1. Introduction
Recommendation systems present content to users that they are likely to be interested in. These systems have been widely used in various fields such as multi-media streaming services and online shopping. The performance of the recommendation systems is affected by a variety of factors. Especially, how the recommendation algorithm processes the user preferences and the properties of the content is the most significant factor. Therefore, recommendation systems need to capture the elaborate features [1-4].
Content-based filtering (CBF) and collaborative filtering (CF) are representative algorithms in recommendation systems. CBF algorithms recommend other items to the users based on their previous experiences [5-6]. The algorithms are limited to recommend only similar items and the performance highly depends on the item's feature extraction. CF algorithms use the relationship between items and users. The algorithms can recommend items not similar to the past behavior unlike the CBF. There are several CF schemes and the most fundamental and powerful one is matrix factorization (MF) which decomposes the preference matrix between the users and the items into the user latent matrix and the item latent matrix [7-8]. Then, an interaction between a user and an item is represented as a result of the matrix multiplication of their components. However, MF is hard to reflect non-linearity properties between the users and the items since the matrix multiplication is a simple linear operation.

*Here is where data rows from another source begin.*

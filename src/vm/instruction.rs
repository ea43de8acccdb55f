use byteorder::ByteOrder;
use crate::config::*;
use crate::error::{Error, Result};
use std::fmt;
use super::opcodes::Opcode;

/// One opcode byte followed by one little-endian word.
#[derive(Clone, Copy, Debug, PartialEq, Eq)]
pub struct Instruction {
    pub opcode: Opcode,
    pub operand: Word,
}

impl Instruction {
    pub fn new(opcode: Opcode, operand: Word) -> Self {
        Instruction {
            opcode: opcode,
            operand: operand,
        }
    }

    pub fn encode(&self) -> [u8; INSTRUCTION_SIZE] {
        let mut bytes = [0; INSTRUCTION_SIZE];
        bytes[0] = self.opcode.tag();
        Endian::write_u16(&mut bytes[OPCODE_SIZE..], self.operand);
        bytes
    }

    pub fn encode_into(&self, data: &mut Data) {
        data.extend_from_slice(&self.encode());
    }

    /// Decodes the instruction found at `offset` in `program`; fewer than 3
    /// bytes left there is a malformed stream.
    pub fn decode(program: DataSlice, offset: usize) -> Result<Instruction> {
        if program.len() < INSTRUCTION_SIZE || offset > program.len() - INSTRUCTION_SIZE {
            return Err(Error::MalformedStream { length: program.len() });
        }

        let tag = program[offset];
        let opcode = Opcode::from_tag(tag).ok_or(Error::UnknownOpcode {
            offset: offset,
            tag: tag,
        })?;
        let operand_begin = offset + OPCODE_SIZE;
        let operand = Endian::read_u16(&program[operand_begin..operand_begin + WORD_SIZE]);

        Ok(Instruction::new(opcode, operand))
    }
}

impl fmt::Display for Instruction {
    fn fmt(&self, f: &mut fmt::Formatter) -> fmt::Result {
        write!(f, "{} {}", self.opcode, self.operand)
    }
}

pub fn check_length(program: DataSlice) -> Result<()> {
    if program.len() % INSTRUCTION_SIZE == 0 {
        Ok(())
    } else {
        Err(Error::MalformedStream { length: program.len() })
    }
}

/// Disassembles a whole binary program.
pub fn decode_program(program: DataSlice) -> Result<Vec<Instruction>> {
    check_length(program)?;

    (0..program.len())
        .step_by(INSTRUCTION_SIZE)
        .map(|offset| Instruction::decode(program, offset))
        .collect()
}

Recently, a variety of methods have been studied to improve the performance of recommendation algorithms. One of the most promising methods is to use deep learning. Deep learning has been widely applied to the various fields. Several studies have tried to combine recommendation systems and deep learning [9-12]. In [13], deep neural network (DNN) based CF was described. The authors introduced embedding layers to reflect user and item latent factor at the input. However, the embedding layers also need to be updated during training which can be burdensome as the number of components consisting of recommendation systems increases.
In this paper, we introduce the singular value decomposition (SVD) method to initialize latent features for CF rather than training the embedding layers. Moreover, the proposed method applies DNN structure to train the user preferences and the content characteristics more accurately. We evaluate the performance of the proposed scheme based recommendation system using MovieLens dataset generated on September 26, 2018 [14]. Since the proposed scheme does not have to train the embedding layers, it can reduce the unnecessary parameters while increasing the learning performance of recommendation systems and avoiding from overfitting problems.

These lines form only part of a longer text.